Prompt:
Transcribe the data underneath exactly, keeping every word in place.

Data under study:
- - -

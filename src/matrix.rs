use std::fmt;
use std::ops::{Index, IndexMut, Range};

use num::Float;

use errors::*;
use rect::{RectArray, Rows};

/// Dense row-major matrix over a floating point scalar.
///
/// Storage is a `RectArray`, one buffer per row, so row swaps exchange buffers instead of
/// copying elements. `m[r][c]` indexes an entry and panics when out of range; `get` and
/// `set` are the checked forms.
#[derive(Debug, Clone, PartialEq)]
pub struct Matrix<T> {
    data: RectArray<T>,
    // kept here since the storage reports width 0 once it has no rows
    ncols: usize,
}

impl<T: Float> Matrix<T> {
    /// `n` x `n` matrix of zeros.
    pub fn square(n: usize) -> Matrix<T> {
        Matrix::zeros(n, n)
    }
    pub fn zeros(nrows: usize, ncols: usize) -> Matrix<T> {
        Matrix { data: RectArray::with_dims(nrows, ncols, T::zero()), ncols: ncols }
    }
    pub fn ones(nrows: usize, ncols: usize) -> Matrix<T> {
        Matrix { data: RectArray::with_dims(nrows, ncols, T::one()), ncols: ncols }
    }
    /// Build from `data` laid out in row-major order.
    pub fn from_vec(data: Vec<T>, nrows: usize, ncols: usize) -> Matrix<T> {
        assert_eq!(data.len(), nrows * ncols);
        Matrix { data: RectArray::from_elems(nrows, ncols, data), ncols: ncols }
    }
    /// Build from a table of equal-length rows.
    pub fn from_rows(rows: Vec<Vec<T>>) -> Matrix<T> {
        let data = RectArray::from_rows(rows);
        let ncols = data.n_cols();
        Matrix { data: data, ncols: ncols }
    }
    /// `n` x `n` matrix with `value` on the diagonal and zeros elsewhere.
    pub fn diag(n: usize, value: T) -> Matrix<T> {
        let mut m = Matrix::square(n);
        for i in 0..n {
            m[i][i] = value;
        }
        m
    }
    pub fn eye(n: usize) -> Matrix<T> {
        Matrix::diag(n, T::one())
    }
    #[inline]
    pub fn identity(n: usize) -> Matrix<T> { Matrix::eye(n) }

    pub fn nrows(&self) -> usize { self.data.n_rows() }
    pub fn ncols(&self) -> usize { self.ncols }
    pub fn dims(&self) -> (usize, usize) { (self.nrows(), self.ncols) }
    pub fn length(&self) -> usize { self.nrows() * self.ncols() }
    pub fn is_square(&self) -> bool { self.nrows() == self.ncols() }

    /// Entries in row-major order.
    pub fn iter(&self) -> MatrixIter<T> {
        MatrixIter {
            mat: &self,
            current_loc: (0, 0),
        }
    }
    pub fn rows(&self) -> Rows<T> { self.data.rows() }

    pub fn get(&self, r: usize, c: usize) -> Result<T> {
        if r >= self.nrows() || c >= self.ncols() {
            return Err(Error::from_kind(ErrorKind::IndexError("index out of bounds")));
        }
        Ok(self.data[r][c])
    }
    pub fn set(&mut self, r: usize, c: usize, value: T) -> Result<()> {
        if r >= self.nrows() || c >= self.ncols() {
            return Err(Error::from_kind(ErrorKind::IndexError("index out of bounds")));
        }
        self.data[r][c] = value;
        Ok(())
    }

    /// Multiply every entry by -1 in place. Use unary `-` for a negated copy.
    pub fn negate(&mut self) -> &mut Matrix<T> {
        for r in 0..self.nrows() {
            for x in self.data[r].iter_mut() {
                *x = -*x;
            }
        }
        self
    }

    /// New `ncols` x `nrows` matrix with `result[j][i] == self[i][j]`; `self` is untouched.
    pub fn transpose(&self) -> Matrix<T> {
        let (m, n) = self.dims();
        let mut tr = Matrix::zeros(n, m);
        for i in 0..m {
            for j in 0..n {
                tr[j][i] = self[i][j];
            }
        }
        tr
    }
    #[inline]
    pub fn t(&self) -> Matrix<T> { self.transpose() }

    /// Exchange two rows; O(1), no entries are copied.
    pub fn swap_rows(&mut self, i: usize, j: usize) {
        self.data.swap_rows(i, j);
    }

    /// `row[dst] += mul * row[src]`
    pub fn add_row_to_row(&mut self, dst: usize, src: usize, mul: T) {
        for c in 0..self.ncols() {
            let v = self.data[src][c];
            self.data[dst][c] = self.data[dst][c] + v * mul;
        }
    }

    /// Index of the row within `rows` whose entry in column `col` has the largest
    /// magnitude. Ties go to the first such row.
    ///
    /// # Panics
    /// Panics if `rows` is empty.
    pub fn abs_max_in_col(&self, col: usize, rows: Range<usize>) -> usize {
        assert!(rows.start < rows.end, "empty row range");
        let mut best = rows.start;
        let mut best_abs = self.data[best][col].abs();
        for r in (rows.start + 1)..rows.end {
            let v = self.data[r][col].abs();
            if v > best_abs {
                best = r;
                best_abs = v;
            }
        }
        best
    }

    /// Change both dimensions, keeping entries inside the overlap. New entries are zero.
    pub fn resize(&mut self, nrows: usize, ncols: usize) {
        self.data.resize_with_width(nrows, ncols, T::zero());
        self.ncols = ncols;
    }
}

impl<T> Index<usize> for Matrix<T> {
    type Output = [T];

    #[inline]
    fn index(&self, r: usize) -> &[T] { &self.data[r] }
}
impl<T> IndexMut<usize> for Matrix<T> {
    #[inline]
    fn index_mut(&mut self, r: usize) -> &mut [T] { &mut self.data[r] }
}

impl<T: fmt::Display> fmt::Display for Matrix<T> {
    fn fmt(&self, f: &mut fmt::Formatter) -> fmt::Result {
        write!(f, "{}", self.data)
    }
}

pub struct MatrixIter<'a, T: 'a> {
    mat: &'a Matrix<T>,
    current_loc: (usize, usize),
}
impl<'a, T: Float> Iterator for MatrixIter<'a, T> {
    type Item = T;

    fn next(&mut self) -> Option<T> {
        let (nrows, ncols) = self.mat.dims();
        if ncols == 0 || self.current_loc.0 >= nrows { return None }

        let val = self.mat[self.current_loc.0][self.current_loc.1];

        self.current_loc.1 += 1;
        if self.current_loc.1 >= ncols {
            self.current_loc.1 = 0;
            self.current_loc.0 += 1;
        }
        Some(val)
    }
}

- - -

Written response:
filename src/matrix.rs
use std::fmt;
use std::ops::{Index, IndexMut, Range};

use num::Float;

use errors::*;
use rect::{RectArray, Rows};

/// Dense row-major matrix over a floating point scalar.
///
/// Storage is a `RectArray`, one buffer per row, so row swaps exchange buffers instead of
/// copying elements. `m[r][c]` indexes an entry and panics when out of range; `get` and
/// `set` are the checked forms.
#[derive(Debug, Clone, PartialEq)]
pub struct Matrix<T> {
    data: RectArray<T>,
    // kept here since the storage reports width 0 once it has no rows
    ncols: usize,
}

impl<T: Float> Matrix<T> {
    /// `n` x `n` matrix of zeros.
    pub fn square(n: usize) -> Matrix<T> {
        Matrix::zeros(n, n)
    }
    pub fn zeros(nrows: usize, ncols: usize) -> Matrix<T> {
        Matrix { data: RectArray::with_dims(nrows, ncols, T::zero()), ncols: ncols }
    }
    pub fn ones(nrows: usize, ncols: usize) -> Matrix<T> {
        Matrix { data: RectArray::with_dims(nrows, ncols, T::one()), ncols: ncols }
    }
    /// Build from `data` laid out in row-major order.
    pub fn from_vec(data: Vec<T>, nrows: usize, ncols: usize) -> Matrix<T> {
        assert_eq!(data.len(), nrows * ncols);
        Matrix { data: RectArray::from_elems(nrows, ncols, data), ncols: ncols }
    }
    /// Build from a table of equal-length rows.
    pub fn from_rows(rows: Vec<Vec<T>>) -> Matrix<T> {
        let data = RectArray::from_rows(rows);
        let ncols = data.n_cols();
        Matrix { data: data, ncols: ncols }
    }
    /// `n` x `n` matrix with `value` on the diagonal and zeros elsewhere.
    pub fn diag(n: usize, value: T) -> Matrix<T> {
        let mut m = Matrix::square(n);
        for i in 0..n {
            m[i][i] = value;
        }
        m
    }
    pub fn eye(n: usize) -> Matrix<T> {
        Matrix::diag(n, T::one())
    }
    #[inline]
    pub fn identity(n: usize) -> Matrix<T> { Matrix::eye(n) }

    pub fn nrows(&self) -> usize { self.data.n_rows() }
    pub fn ncols(&self) -> usize { self.ncols }
    pub fn dims(&self) -> (usize, usize) { (self.nrows(), self.ncols) }
    pub fn length(&self) -> usize { self.nrows() * self.ncols() }
    pub fn is_square(&self) -> bool { self.nrows() == self.ncols() }

    /// Entries in row-major order.
    pub fn iter(&self) -> MatrixIter<T> {
        MatrixIter {
            mat: &self,
            current_loc: (0, 0),
        }
    }
    pub fn rows(&self) -> Rows<T> { self.data.rows() }

    pub fn get(&self, r: usize, c: usize) -> Result<T> {
        if r >= self.nrows() || c >= self.ncols() {
            return Err(Error::from_kind(ErrorKind::IndexError("index out of bounds")));
        }
        Ok(self.data[r][c])
    }
    pub fn set(&mut self, r: usize, c: usize, value: T) -> Result<()> {
        if r >= self.nrows() || c >= self.ncols() {
            return Err(Error::from_kind(ErrorKind::IndexError("index out of bounds")));
        }
        self.data[r][c] = value;
        Ok(())
    }

    /// Multiply every entry by -1 in place. Use unary `-` for a negated copy.
    pub fn negate(&mut self) -> &mut Matrix<T> {
        for r in 0..self.nrows() {
            for x in self.data[r].iter_mut() {
                *x = -*x;
            }
        }
        self
    }

    /// New `ncols` x `nrows` matrix with `result[j][i] == self[i][j]`; `self` is untouched.
    pub fn transpose(&self) -> Matrix<T> {
        let (m, n) = self.dims();
        let mut tr = Matrix::zeros(n, m);
        for i in 0..m {
            for j in 0..n {
                tr[j][i] = self[i][j];
            }
        }
        tr
    }
    #[inline]
    pub fn t(&self) -> Matrix<T> { self.transpose() }

    /// Exchange two rows; O(1), no entries are copied.
    pub fn swap_rows(&mut self, i: usize, j: usize) {
        self.data.swap_rows(i, j);
    }

    /// `row[dst] += mul * row[src]`
    pub fn add_row_to_row(&mut self, dst: usize, src: usize, mul: T) {
        for c in 0..self.ncols() {
            let v = self.data[src][c];
            self.data[dst][c] = self.data[dst][c] + v * mul;
        }
    }

    /// Index of the row within `rows` whose entry in column `col` has the largest
    /// magnitude. Ties go to the first such row.
    ///
    /// # Panics
    /// Panics if `rows` is empty.
    pub fn abs_max_in_col(&self, col: usize, rows: Range<usize>) -> usize {
        assert!(rows.start < rows.end, "empty row range");
        let mut best = rows.start;
        let mut best_abs = self.data[best][col].abs();
        for r in (rows.start + 1)..rows.end {
            let v = self.data[r][col].abs();
            if v > best_abs {
                best = r;
                best_abs = v;
            }
        }
        best
    }

    /// Change both dimensions, keeping entries inside the overlap. New entries are zero.
    pub fn resize(&mut self, nrows: usize, ncols: usize) {
        self.data.resize_with_width(nrows, ncols, T::zero());
        self.ncols = ncols;
    }
}

impl<T> Index<usize> for Matrix<T> {
    type Output = [T];

    #[inline]
    fn index(&self, r: usize) -> &[T] { &self.data[r] }
}
impl<T> IndexMut<usize> for Matrix<T> {
    #[inline]
    fn index_mut(&mut self, r: usize) -> &mut [T] { &mut self.data[r] }
}

impl<T: fmt::Display> fmt::Display for Matrix<T> {
    fn fmt(&self, f: &mut fmt::Formatter) -> fmt::Result {
        write!(f, "{}", self.data)
    }
}

pub struct MatrixIter<'a, T: 'a> {
    mat: &'a Matrix<T>,
    current_loc: (usize, usize),
}
impl<'a, T: Float> Iterator for MatrixIter<'a, T> {
    type Item = T;

    fn next(&mut self) -> Option<T> {
        let (nrows, ncols) = self.mat.dims();
        if ncols == 0 || self.current_loc.0 >= nrows { return None }

        let val = self.mat[self.current_loc.0][self.current_loc.1];

        self.current_loc.1 += 1;
        if self.current_loc.1 >= ncols {
            self.current_loc.1 = 0;
            self.current_loc.0 += 1;
        }
        Some(val)
    }
}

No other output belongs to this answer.